The idea of building an environmentally sustainable battery eventually grew, though, and Carlsson realized that part of Northvolt’s success would lie in integrating some part of the value chain to bring active material-making into its factories. In other words, instead of buying its materials from other companies and supply chains, Northvolt is sourcing and making materials itself. This self-reliance lends to the sustainability of the startup.

“One of the things that we see, is that more and more of the big battery consumers are starting to look less at batteries as a commodity, and more as a strategic direction,” Carlsson said. “Replacing the combustion engine and looking at how they can optimize cell chemistry.”

Douglas Campbell, CEO of Solid Power

The University of Colorado at Boulder spin-out Solid Power may only be nine years old, but its CEO is anything but wet behind the ears. Doug Campbell has spent 20 years in hardware-based technology in the energy storage, aerospace, and defense markets, he told Insider. He fully phased out of his role at satellite industry startup Roccor in January of 2019, and is now focusing his efforts on growing the business of his solid-state startup.

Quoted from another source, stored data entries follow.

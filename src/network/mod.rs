//! Network identity state machine.
//!
//! [`NetworkManager`] decides at boot whether the device joins a station
//! network with its stored identity or falls back to hosting the
//! provisioning access point:
//!
//! ```text
//! Disconnected ──(identity stored)──▶ StationConnecting ──(link up)──▶ StationConnected
//!      │                                     │
//!      │ (no identity)                       │ (attempts exhausted)
//!      ▼                                     ▼
//!  ProvisioningAP ◀──────────────────────────┘
//! ```
//!
//! `StationConnected` and `ProvisioningAP` are terminal until the next
//! restart; a new identity is applied by persisting it and restarting.

use crate::config::{AccessPointConfig, IdentityError, JoinPolicy, NetworkIdentity};
use crate::device::DeviceContext;
use crate::messaging::topics::{Outbound, SCAN_RESULTS};
use crate::provisioning::{PortalError, ProvisioningEndpoint};
use crate::storage::{ByteStore, CredentialStore, StorageError};
use crate::wifi::{WifiDriver, WifiError};
use log::{debug, error, info, warn};
use std::fmt;
use std::net::IpAddr;
use std::thread;

/// Status published when no identity is stored.
pub const STATUS_NO_CREDENTIALS: &str = "NO CREDENCIALES - MODO CONFIGURACION AP";

/// Status published when the join attempts are exhausted.
pub const STATUS_JOIN_FAILED: &str = "FALLO CONEXION";

/// Status published after a new identity is stored.
pub const STATUS_IDENTITY_RECEIVED: &str = "CREDENCIALES RECIBIDAS - REINICIANDO";

/// Status published after a successful join.
pub fn connected_status(address: Option<IpAddr>) -> String {
    match address {
        Some(ip) => format!("CONECTADO OK: {}", ip),
        None => "CONECTADO OK".to_string(),
    }
}

/// Status published once the access point is up.
pub fn provisioning_status(address: IpAddr) -> String {
    format!("MODO CONFIGURACION AP: {}", address)
}

/// Network identity state.
#[derive(Debug, Clone, Copy, PartialEq, Eq, Default)]
pub enum ConnectionMode {
    /// Nothing attempted yet.
    #[default]
    Disconnected,
    /// Station join in progress.
    StationConnecting,
    /// Joined to a station network.
    StationConnected,
    /// Hosting the provisioning access point.
    ProvisioningAP,
}

/// Connection indicator outputs.
#[derive(Debug, Clone, Copy, PartialEq, Eq)]
pub struct Indicators {
    /// Steady on while joined.
    pub connected: bool,
    /// Steady on in every other mode.
    pub provisioning: bool,
}

impl ConnectionMode {
    /// Indicator outputs for this mode. Exactly one is on.
    pub fn indicators(&self) -> Indicators {
        let connected = *self == Self::StationConnected;
        Indicators {
            connected,
            provisioning: !connected,
        }
    }
}

/// Network manager errors.
#[derive(Debug)]
pub enum NetworkError {
    /// Access point could not be started.
    AccessPoint(WifiError),
    /// Provisioning portal could not be started.
    Portal(PortalError),
    /// Identity rejected.
    Identity(IdentityError),
    /// Credential storage failure.
    Storage(StorageError),
}

impl fmt::Display for NetworkError {
    fn fmt(&self, f: &mut fmt::Formatter<'_>) -> fmt::Result {
        match self {
            Self::AccessPoint(e) => write!(f, "access point failed to start: {}", e),
            Self::Portal(e) => write!(f, "portal failed to start: {}", e),
            Self::Identity(e) => write!(f, "invalid identity: {}", e),
            Self::Storage(e) => write!(f, "credential storage: {}", e),
        }
    }
}

impl std::error::Error for NetworkError {
    fn source(&self) -> Option<&(dyn std::error::Error + 'static)> {
        match self {
            Self::AccessPoint(e) => Some(e),
            Self::Portal(e) => Some(e),
            Self::Identity(e) => Some(e),
            Self::Storage(e) => Some(e),
        }
    }
}

impl From<PortalError> for NetworkError {
    fn from(e: PortalError) -> Self {
        Self::Portal(e)
    }
}

impl From<IdentityError> for NetworkError {
    fn from(e: IdentityError) -> Self {
        Self::Identity(e)
    }
}

impl From<StorageError> for NetworkError {
    fn from(e: StorageError) -> Self {
        Self::Storage(e)
    }
}

/// Owns the radio, the credential store and the provisioning endpoint.
pub struct NetworkManager<W, B, P>
where
    W: WifiDriver,
    B: ByteStore,
    P: ProvisioningEndpoint,
{
    wifi: W,
    store: CredentialStore<B>,
    portal: P,
    join: JoinPolicy,
    access_point: AccessPointConfig,
    identity: Option<NetworkIdentity>,
}

impl<W, B, P> NetworkManager<W, B, P>
where
    W: WifiDriver,
    B: ByteStore,
    P: ProvisioningEndpoint,
{
    /// Create a manager.
    pub fn new(
        wifi: W,
        store: CredentialStore<B>,
        portal: P,
        join: JoinPolicy,
        access_point: AccessPointConfig,
    ) -> Self {
        Self {
            wifi,
            store,
            portal,
            join,
            access_point,
            identity: None,
        }
    }

    /// Identity loaded at boot.
    pub fn identity(&self) -> Option<&NetworkIdentity> {
        self.identity.as_ref()
    }

    /// Radio driver.
    pub fn wifi(&self) -> &W {
        &self.wifi
    }

    /// Credential store.
    pub fn store(&self) -> &CredentialStore<B> {
        &self.store
    }

    /// Provisioning endpoint.
    pub fn portal(&self) -> &P {
        &self.portal
    }

    /// Provisioning endpoint, mutably.
    pub fn portal_mut(&mut self) -> &mut P {
        &mut self.portal
    }

    /// Take the components back, e.g. to rebuild after a restart.
    pub fn into_parts(self) -> (W, CredentialStore<B>, P) {
        (self.wifi, self.store, self.portal)
    }

    /// Bring the network up from the stored identity.
    ///
    /// Ends in either [`ConnectionMode::StationConnected`] or
    /// [`ConnectionMode::ProvisioningAP`]. Only an access point or portal
    /// startup failure is an error. Returns the status messages to publish.
    pub fn initialize(&mut self, ctx: &mut DeviceContext) -> Result<Vec<Outbound>, NetworkError> {
        ctx.mode = ConnectionMode::Disconnected;
        self.identity = self.store.load();

        let mut statuses = Vec::new();
        let Some(identity) = self.identity.clone() else {
            info!("No stored network identity");
            statuses.push(set_status(ctx, STATUS_NO_CREDENTIALS));
            statuses.extend(self.enter_provisioning(ctx)?);
            return Ok(statuses);
        };

        ctx.mode = ConnectionMode::StationConnecting;
        if self.join_station(&identity) {
            ctx.mode = ConnectionMode::StationConnected;
            let address = self.wifi.station_address();
            info!("Joined '{}' with address {:?}", identity.name(), address);
            statuses.push(set_status(ctx, connected_status(address)));
            return Ok(statuses);
        }

        warn!(
            "Could not join '{}' within {:?}, falling back to provisioning",
            identity.name(),
            self.join.timeout()
        );
        if let Err(e) = self.wifi.stop_station() {
            warn!("Failed to stop station: {}", e);
        }
        statuses.push(set_status(ctx, STATUS_JOIN_FAILED));
        statuses.extend(self.enter_provisioning(ctx)?);
        Ok(statuses)
    }

    /// Start the join and poll the link up to the attempt budget.
    fn join_station(&mut self, identity: &NetworkIdentity) -> bool {
        if let Err(e) = self.wifi.begin_station(identity) {
            warn!("Station join rejected: {}", e);
            return false;
        }

        for attempt in 1..=self.join.attempts {
            if self.wifi.is_connected() {
                debug!("Link up after {} polls", attempt);
                return true;
            }
            thread::sleep(self.join.interval);
        }
        false
    }

    /// Host the provisioning access point and start the portal.
    ///
    /// A failure here is fatal; there is no retry policy.
    pub fn enter_provisioning(
        &mut self,
        ctx: &mut DeviceContext,
    ) -> Result<Vec<Outbound>, NetworkError> {
        let address = self.wifi.start_access_point(&self.access_point).map_err(|e| {
            error!("Access point '{}' failed: {}", self.access_point.name, e);
            NetworkError::AccessPoint(e)
        })?;
        self.portal.start(address, self.access_point.portal_port)?;

        ctx.mode = ConnectionMode::ProvisioningAP;
        info!(
            "Provisioning mode: join '{}' and open http://{}/",
            self.access_point.name, address
        );
        Ok(vec![set_status(ctx, provisioning_status(address))])
    }

    /// Persist a new identity. The caller restarts afterwards.
    pub fn apply_new_identity(
        &mut self,
        identity: &NetworkIdentity,
        ctx: &mut DeviceContext,
    ) -> Result<Vec<Outbound>, NetworkError> {
        identity.validate()?;
        self.store.save(identity)?;
        info!("Stored identity for '{}', restart required", identity.name());
        Ok(vec![set_status(ctx, STATUS_IDENTITY_RECEIVED)])
    }

    /// Service the portal while in provisioning mode.
    ///
    /// Returns true when an accepted identity was stored and a restart is due.
    /// The submitting client is answered only after the store attempt.
    pub fn service_portal(&mut self, ctx: &mut DeviceContext) -> Result<bool, NetworkError> {
        if ctx.mode != ConnectionMode::ProvisioningAP {
            return Ok(false);
        }
        let Some(identity) = self.portal.service() else {
            return Ok(false);
        };
        let stored = self.apply_new_identity(&identity, ctx);
        self.portal.acknowledge(stored.is_ok());
        stored.map(|_| true)
    }

    /// Scan for networks and build the results message.
    ///
    /// A failed scan is reported as an empty list.
    pub fn scan(&mut self) -> Outbound {
        let entries = match self.wifi.scan() {
            Ok(entries) => entries,
            Err(e) => {
                warn!("Network scan failed: {}", e);
                Vec::new()
            }
        };
        info!("Scan found {} networks", entries.len());
        let payload = serde_json::to_string(&entries).unwrap_or_else(|_| "[]".to_string());
        Outbound::new(SCAN_RESULTS, payload)
    }
}

fn set_status(ctx: &mut DeviceContext, text: impl Into<String>) -> Outbound {
    ctx.connection_status = text.into();
    Outbound::status(ctx.connection_status.clone())
}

“Solid Power is the leading producer of all solid-state batteries today,” Campbell wrote Insider. “We manufacture our multi-layer, automotive-scale cells on Solid Power’s Louisville, Colorado-based roll-to-roll production line, which uses the same processes and equipment deployed in lithium-ion manufacturing.”

Solid Power battery cells are composed with safety in mind. A number of steps are taken to ensure improved safety, performance, manufacturability, and cost. Solid Power’s battery cells surpass lithium-ion cells in density as it stands, and according to Campbell, the startup has a plan for an additional 20% or more improvement.

“For Solid Power, 2021 will be a pivotal year as we optimize our all solid-state cell design for the automotive qualification phase,” Campbell wrote. “Solid Power anticipates entering the formal automotive qualification process in early 2022 with even larger capacity all solid-state battery cells.”